The oil and gas industry, and organizations like AFPM, can lobby for regulations that clearly define acceptable countermeasures. In fact, the federal government requires chemical processing facilities to have a terrorist plan in place and to specifically address airborne and drone threats. With the increasing availability of “dark drones” or RF-silent drones, it is important to ensure that any counter-unmanned aircraft system (C-UAS) be able to detect these RF-silent drones. The SkyDome System can operate in all weather conditions, day or night, and leverages AI and advanced radar to detect these dark drones.

Radar-based solutions can pinpoint the exact location of intruder drones and monitor their trajectory to access the threat potential in real-time. Additionally, hunter drones like Fortem DroneHunter® can be deployed to autonomously engage and safely remove the threatening drone.

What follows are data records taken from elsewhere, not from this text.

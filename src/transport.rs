// transport.rs - one-shot UDP transmission
//
// Grounded on examples/jpsilvashy-radius-ng/src/server.rs's socket2 tuning
// pattern and examples/original_source/libradi/radius.py::RadiusMessage.send
// (which sets multicast TTL=20 on both the IPv4 and IPv6 socket regardless
// of whether the destination is actually multicast - a historical quirk
// preserved here rather than "fixed", since it has no effect on ordinary
// unicast accounting traffic and SPEC_FULL.md does not ask for it to change).

use std::net::UdpSocket;

use socket2::Socket;
use tracing::info;

use crate::error::{Error, Result};

const MULTICAST_TTL: u32 = 20;

/// Send one already-encoded packet to `dest`:`port` over UDP and return.
///
/// No retry, no response wait - this system's Non-goals explicitly exclude
/// retransmission and response parsing.
pub fn send(dest: &str, port: u16, packet: &[u8]) -> Result<()> {
    let is_ipv6 = dest.contains(':') && !dest.contains('.');
    let bind_addr = if is_ipv6 { "[::]:0" } else { "0.0.0.0:0" };

    let socket = UdpSocket::bind(bind_addr).map_err(|source| Error::SendError {
        dest: dest.to_string(),
        source,
    })?;

    let socket2 = Socket::from(
        socket
            .try_clone()
            .map_err(|source| Error::SendError {
                dest: dest.to_string(),
                source,
            })?,
    );
    if is_ipv6 {
        let _ = socket2.set_multicast_loop_v6(true);
        let _ = socket2.set_multicast_hops_v6(MULTICAST_TTL);
    } else {
        let _ = socket2.set_multicast_loop_v4(true);
        let _ = socket2.set_multicast_ttl_v4(MULTICAST_TTL);
    }

    let target = format!("{dest}:{port}");
    socket
        .send_to(packet, &target)
        .map_err(|source| Error::SendError {
            dest: target.clone(),
            source,
        })?;

    info!(dest = %target, bytes = packet.len(), "packet sent");
    Ok(())
}

#[cfg(test)]
mod tests {
    use super::*;

    #[test]
    fn send_to_loopback_succeeds() {
        let listener = UdpSocket::bind("127.0.0.1:0").unwrap();
        let port = listener.local_addr().unwrap().port();
        send("127.0.0.1", port, b"hello").unwrap();
        let mut buf = [0u8; 16];
        let (n, _) = listener.recv_from(&mut buf).unwrap();
        assert_eq!(&buf[..n], b"hello");
    }

    #[test]
    fn send_to_unreachable_high_port_still_succeeds_udp_is_connectionless() {
        // UDP send doesn't fail just because nothing is listening.
        send("127.0.0.1", 1, b"x").unwrap();
    }
}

Technology Will Drive Security

The Private Sector is driving incredible innovation in technology to provide security for businesses facing drone threats. Cyber security threats, the mass adoption of drones and the lagging federal regulations have created a fertile environment for attacks and accidents.

Senate Homeland Security Committee Chairman Ron Johnson stated, “the federal government does not have the legal authority it needs to protect the American public from these kinds of threats. (and yet) The threats posed by malicious drones are too great to ignore.”

Now, more than ever, there is an urgency to understand and mitigate these potential risks. The oil and gas industry must act in identifying the best solution to safeguard its infrastructure and personnel from this new and present danger.